R. – Ci sono circa 200 mila sfollati che vivono nelle tende, in questo momento, probabilmente con un accesso all’acqua molto difficile, con un accesso al cibo molto difficile e con un accesso a strutture sanitarie quasi impossibile. Alcune zone sono addirittura raggiungibili solo via elicottero in questo momento, oppure con cinque, sei, sette ore di “quattro-per-quattro”. C’è anche da dire che normalmente le condizioni di vita di queste persone non sono molto al di sopra di quelle in cui si trovano adesso: le case in cui vivono normalmente non hanno acqua corrente, non hanno elettricità, però rappresentano tutto quello che hanno, assieme al loro bestiame e a tutte le cose che servono per vivere quotidianamente. E per la maggior parte di queste persone, tutto questo è andato irrimediabilmente e per sempre perduto, probabilmente.

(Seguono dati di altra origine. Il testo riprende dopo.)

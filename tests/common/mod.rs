#![allow(dead_code)]

use sea_orm::{ActiveModelTrait, Database, DatabaseConnection, Set};
use sea_orm_blog::{
    entity::{comment, post, post_tag, tag, user},
    schema, BlogErr,
};
use std::sync::{
    atomic::{AtomicUsize, Ordering},
    Arc,
};
use tracing_subscriber::EnvFilter;

pub struct TestContext {
    pub db: DatabaseConnection,
    statements: Arc<AtomicUsize>,
}

impl TestContext {
    /// A fresh in-memory database with every table created
    pub async fn new() -> Self {
        let _ = tracing_subscriber::fmt()
            .with_env_filter(EnvFilter::from_default_env())
            .with_test_writer()
            .try_init();

        let mut db = Database::connect("sqlite::memory:").await.unwrap();
        let statements = Arc::new(AtomicUsize::new(0));
        let counter = statements.clone();
        db.set_metric_callback(move |_| {
            counter.fetch_add(1, Ordering::SeqCst);
        });
        schema::create_tables(&db).await.unwrap();

        Self { db, statements }
    }

    /// Statements executed since the context was created
    pub fn statements(&self) -> usize {
        self.statements.load(Ordering::SeqCst)
    }
}

/// Three users, four tags, five posts, five comments and seven post/tag
/// links.
///
/// John writes posts 1 and 2, Jane 3 and 4, Bob 5. Jane and Bob comment on
/// John's posts, John on Jane's.
pub struct Challenge {
    pub john: user::Model,
    pub jane: user::Model,
    pub bob: user::Model,
    pub ruby: tag::Model,
    pub rails: tag::Model,
    pub javascript: tag::Model,
    pub react: tag::Model,
    pub posts: Vec<post::Model>,
    pub comments: Vec<comment::Model>,
}

impl Challenge {
    pub async fn insert(db: &DatabaseConnection) -> Result<Self, BlogErr> {
        let john = insert_user(db, "John Doe", "john@example.com").await?;
        let jane = insert_user(db, "Jane Smith", "jane@example.com").await?;
        let bob = insert_user(db, "Bob Wilson", "bob@example.com").await?;

        let ruby = insert_tag(db, "Ruby").await?;
        let rails = insert_tag(db, "Rails").await?;
        let javascript = insert_tag(db, "JavaScript").await?;
        let react = insert_tag(db, "React").await?;

        let mut posts = Vec::new();
        for (title, content, author) in [
            ("Getting Started with Ruby", "Ruby basics tutorial", &john),
            ("Advanced Rails Techniques", "Advanced Rails concepts", &john),
            ("JavaScript for Beginners", "JS fundamentals", &jane),
            ("React Development", "React components guide", &jane),
            ("Database Optimization", "SQL optimization tips", &bob),
        ] {
            let post = post::ActiveModel {
                title: Set(title.to_owned()),
                content: Set(content.to_owned()),
                user_id: Set(author.id),
                ..Default::default()
            }
            .insert(db)
            .await?;
            posts.push(post);
        }

        let mut comments = Vec::new();
        for (content, post, author) in [
            ("Great tutorial!", 0, &jane),
            ("Very helpful", 0, &bob),
            ("Thanks for sharing", 1, &jane),
            ("Excellent guide", 2, &john),
            ("Well written", 3, &john),
        ] {
            let comment = comment::ActiveModel {
                content: Set(content.to_owned()),
                post_id: Set(posts[post].id),
                user_id: Set(author.id),
                ..Default::default()
            }
            .insert(db)
            .await?;
            comments.push(comment);
        }

        for (post, tag) in [
            (0, &ruby),
            (0, &rails),
            (1, &ruby),
            (1, &rails),
            (2, &javascript),
            (3, &javascript),
            (3, &react),
        ] {
            post_tag::ActiveModel {
                post_id: Set(posts[post].id),
                tag_id: Set(tag.id),
                ..Default::default()
            }
            .insert(db)
            .await?;
        }

        Ok(Self {
            john,
            jane,
            bob,
            ruby,
            rails,
            javascript,
            react,
            posts,
            comments,
        })
    }
}

async fn insert_user(
    db: &DatabaseConnection,
    name: &str,
    email: &str,
) -> Result<user::Model, BlogErr> {
    Ok(user::ActiveModel {
        name: Set(name.to_owned()),
        email: Set(email.to_owned()),
        ..Default::default()
    }
    .insert(db)
    .await?)
}

async fn insert_tag(db: &DatabaseConnection, name: &str) -> Result<tag::Model, BlogErr> {
    Ok(tag::ActiveModel {
        name: Set(name.to_owned()),
        ..Default::default()
    }
    .insert(db)
    .await?)
}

D. – Cosa può fare la comunità internazionale?

R. – Direttamente non può fare molto, oltre che occuparsi delle emergenze: portare cibo dove c’è bisogno, portare sapone, portare medicine… Questo nell’immediato. Nel lungo termine, però, è il governo malawiano che deve occuparsi di questa situazione e quello che può fare la comunità internazionale è supportare il governo sia da un punto di vista economico, ovviamente, ma anche da un punto di vista della capacità. Il problema è che il Malawi è in uno stato di povertà permanente. Parliamo di uno dei Paesi più poveri al mondo: al di là del disastro, c’è un bisogno costante. Ogni anno ci sono centinaia di migliaia di persone che sono a rischio sicurezza alimentare: questo non vuol dire che tutti muoiano di fame, ma vuol dire che basta poco perché questa soglia venga scavalcata, venga superata.